EXERCISE DESCRIPTION: Give back, exactly as written, the lines from the beginning of the listing through the one that contains "backing files the".

PROVIDED MATERIAL:
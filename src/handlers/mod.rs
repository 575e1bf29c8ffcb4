//! Handler contract and the closed set of built-in handlers
//!
//! A handler is the pluggable unit of work a node wraps: it declares its
//! ports, carries its own parameters, and reads/writes the backing files the
//! engine hands it. Handlers are routed by string type tag; unknown tags are
//! a configuration error at node-creation time, never a panic.

pub mod arith;
pub mod constant;
pub mod file;
pub mod matlab;
pub mod printer;
pub mod shell;

use std::collections::BTreeMap;
use std::fmt;
use std::path::PathBuf;
use std::str::FromStr;

use async_trait::async_trait;
use thiserror::Error;
use tracing::debug;

use crate::error::PipeGraphError;

pub use arith::AddHandler;
pub use constant::ConstHandler;
pub use file::{FileReadHandler, FileWriteHandler};
pub use matlab::MatlabHandler;
pub use printer::PrintHandler;
pub use shell::BashHandler;

/// Ordered input and output port names a handler declares.
///
/// Run-time path ordering follows this declaration, not any map insertion
/// order.
#[derive(Debug, Clone, Default, PartialEq, Eq)]
pub struct PortSpec {
    pub inputs: Vec<String>,
    pub outputs: Vec<String>,
}

impl PortSpec {
    pub fn new(inputs: &[&str], outputs: &[&str]) -> Self {
        Self {
            inputs: inputs.iter().map(|s| s.to_string()).collect(),
            outputs: outputs.iter().map(|s| s.to_string()).collect(),
        }
    }
}

/// Handler parameters. Ordered so saved documents are deterministic.
pub type ParamMap = BTreeMap<String, String>;

/// Errors raised by a handler's `run`. Caught at the node boundary and
/// converted into a per-node failure result.
#[derive(Error, Debug)]
pub enum HandlerError {
    #[error("I/O error: {0}")]
    Io(#[from] std::io::Error),

    #[error("Input '{path}' does not hold a number: {text:?}")]
    NotANumber { path: String, text: String },

    #[error("Script '{script}' exited with code {code}")]
    Script { script: String, code: i32 },
}

/// Type tag routing node creation to a built-in handler.
#[derive(Debug, Clone, Copy, PartialEq, Eq, Hash)]
pub enum HandlerKind {
    NoOp,
    Const,
    Add,
    Print,
    FileRead,
    FileWrite,
    Bash,
    Matlab,
}

impl HandlerKind {
    pub fn as_tag(&self) -> &'static str {
        match self {
            HandlerKind::NoOp => "",
            HandlerKind::Const => "const",
            HandlerKind::Add => "add",
            HandlerKind::Print => "print",
            HandlerKind::FileRead => "fileread",
            HandlerKind::FileWrite => "filewrite",
            HandlerKind::Bash => "bash",
            HandlerKind::Matlab => "matlab",
        }
    }
}

impl fmt::Display for HandlerKind {
    fn fmt(&self, f: &mut fmt::Formatter<'_>) -> fmt::Result {
        f.write_str(self.as_tag())
    }
}

impl FromStr for HandlerKind {
    type Err = PipeGraphError;

    fn from_str(s: &str) -> Result<Self, Self::Err> {
        match s {
            "" => Ok(HandlerKind::NoOp),
            "const" => Ok(HandlerKind::Const),
            "add" => Ok(HandlerKind::Add),
            "print" => Ok(HandlerKind::Print),
            "fileread" => Ok(HandlerKind::FileRead),
            "filewrite" => Ok(HandlerKind::FileWrite),
            "bash" => Ok(HandlerKind::Bash),
            "matlab" => Ok(HandlerKind::Matlab),
            other => Err(PipeGraphError::UnknownHandler {
                tag: other.to_string(),
            }),
        }
    }
}

/// The contract every handler implements.
#[async_trait]
pub trait Handler: Send + Sync {
    /// The type tag this handler answers to.
    fn kind(&self) -> HandlerKind;

    /// Declared ports, in order.
    fn port_spec(&self) -> &PortSpec;

    fn params(&self) -> &ParamMap;

    fn params_mut(&mut self) -> &mut ParamMap;

    /// Whether re-execution is unnecessary. No built-in handler tracks this
    /// yet, so every run recomputes.
    fn is_up_to_date(&self) -> bool {
        false
    }

    /// Post-construction hook. The shell handler probes its script here;
    /// probe failures are logged, never raised.
    async fn init(&mut self) {}

    /// Read the input paths, write the output paths.
    async fn run(&self, inputs: &[PathBuf], outputs: &[PathBuf]) -> Result<(), HandlerError>;
}

/// The `""` tag: a placeholder with one input and one output that does
/// nothing when run.
#[derive(Debug)]
pub struct NoOpHandler {
    spec: PortSpec,
    params: ParamMap,
}

impl NoOpHandler {
    pub fn new() -> Self {
        Self {
            spec: PortSpec::new(&["in"], &["out"]),
            params: ParamMap::new(),
        }
    }
}

impl Default for NoOpHandler {
    fn default() -> Self {
        Self::new()
    }
}

#[async_trait]
impl Handler for NoOpHandler {
    fn kind(&self) -> HandlerKind {
        HandlerKind::NoOp
    }

    fn port_spec(&self) -> &PortSpec {
        &self.spec
    }

    fn params(&self) -> &ParamMap {
        &self.params
    }

    fn params_mut(&mut self) -> &mut ParamMap {
        &mut self.params
    }

    async fn run(&self, _inputs: &[PathBuf], _outputs: &[PathBuf]) -> Result<(), HandlerError> {
        debug!("Executing no-op handler");
        Ok(())
    }
}

/// Closed sum type over the built-in handlers.
///
/// Tag validation happens when parsing [`HandlerKind`], so construction
/// itself cannot fail.
#[derive(Debug)]
pub enum BuiltinHandler {
    NoOp(NoOpHandler),
    Const(ConstHandler),
    Add(AddHandler),
    Print(PrintHandler),
    FileRead(FileReadHandler),
    FileWrite(FileWriteHandler),
    Bash(BashHandler),
    Matlab(MatlabHandler),
}

impl BuiltinHandler {
    pub fn new(kind: HandlerKind) -> Self {
        match kind {
            HandlerKind::NoOp => BuiltinHandler::NoOp(NoOpHandler::new()),
            HandlerKind::Const => BuiltinHandler::Const(ConstHandler::new()),
            HandlerKind::Add => BuiltinHandler::Add(AddHandler::new()),
            HandlerKind::Print => BuiltinHandler::Print(PrintHandler::new()),
            HandlerKind::FileRead => BuiltinHandler::FileRead(FileReadHandler::new()),
            HandlerKind::FileWrite => BuiltinHandler::FileWrite(FileWriteHandler::new()),
            HandlerKind::Bash => BuiltinHandler::Bash(BashHandler::new()),
            HandlerKind::Matlab => BuiltinHandler::Matlab(MatlabHandler::new()),
        }
    }

    fn inner(&self) -> &dyn Handler {
        match self {
            BuiltinHandler::NoOp(h) => h,
            BuiltinHandler::Const(h) => h,
            BuiltinHandler::Add(h) => h,
            BuiltinHandler::Print(h) => h,
            BuiltinHandler::FileRead(h) => h,
            BuiltinHandler::FileWrite(h) => h,
            BuiltinHandler::Bash(h) => h,
            BuiltinHandler::Matlab(h) => h,
        }
    }

    fn inner_mut(&mut self) -> &mut dyn Handler {
        match self {
            BuiltinHandler::NoOp(h) => h,
            BuiltinHandler::Const(h) => h,
            BuiltinHandler::Add(h) => h,
            BuiltinHandler::Print(h) => h,
            BuiltinHandler::FileRead(h) => h,
            BuiltinHandler::FileWrite(h) => h,
            BuiltinHandler::Bash(h) => h,
            BuiltinHandler::Matlab(h) => h,
        }
    }
}

#[async_trait]
impl Handler for BuiltinHandler {
    fn kind(&self) -> HandlerKind {
        self.inner().kind()
    }

    fn port_spec(&self) -> &PortSpec {
        self.inner().port_spec()
    }

    fn params(&self) -> &ParamMap {
        self.inner().params()
    }

    fn params_mut(&mut self) -> &mut ParamMap {
        self.inner_mut().params_mut()
    }

    fn is_up_to_date(&self) -> bool {
        self.inner().is_up_to_date()
    }

    async fn init(&mut self) {
        self.inner_mut().init().await
    }

    async fn run(&self, inputs: &[PathBuf], outputs: &[PathBuf]) -> Result<(), HandlerError> {
        self.inner().run(inputs, outputs).await
    }
}

#[cfg(test)]
mod tests {
    use super::*;

    #[test]
    fn test_kind_tag_round_trip() {
        for kind in [
            HandlerKind::NoOp,
            HandlerKind::Const,
            HandlerKind::Add,
            HandlerKind::Print,
            HandlerKind::FileRead,
            HandlerKind::FileWrite,
            HandlerKind::Bash,
            HandlerKind::Matlab,
        ] {
            let parsed: HandlerKind = kind.as_tag().parse().unwrap();
            assert_eq!(parsed, kind);
        }
    }

    #[test]
    fn test_unknown_tag_is_config_error() {
        let result = "matplotlib".parse::<HandlerKind>();
        assert!(matches!(
            result,
            Err(PipeGraphError::UnknownHandler { ref tag }) if tag == "matplotlib"
        ));
    }

    #[test]
    fn test_builtin_handler_matches_kind() {
        let handler = BuiltinHandler::new(HandlerKind::Add);
        assert_eq!(handler.kind(), HandlerKind::Add);
        assert_eq!(
            handler.port_spec(),
            &PortSpec::new(&["summand1", "summand2"], &["sum"])
        );
    }

    #[test]
    fn test_handlers_never_up_to_date() {
        for kind in [HandlerKind::NoOp, HandlerKind::Const, HandlerKind::Bash] {
            assert!(!BuiltinHandler::new(kind).is_up_to_date());
        }
    }

    #[tokio::test]
    async fn test_noop_run() {
        let handler = NoOpHandler::new();
        handler.run(&[], &[]).await.unwrap();
    }
}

SOLUTION:
filename src/handlers/mod.rs
repository 575e1bf29c8ffcb4
//! Handler contract and the closed set of built-in handlers
//!
//! A handler is the pluggable unit of work a node wraps: it declares its
//! ports, carries its own parameters, and reads/writes the backing files the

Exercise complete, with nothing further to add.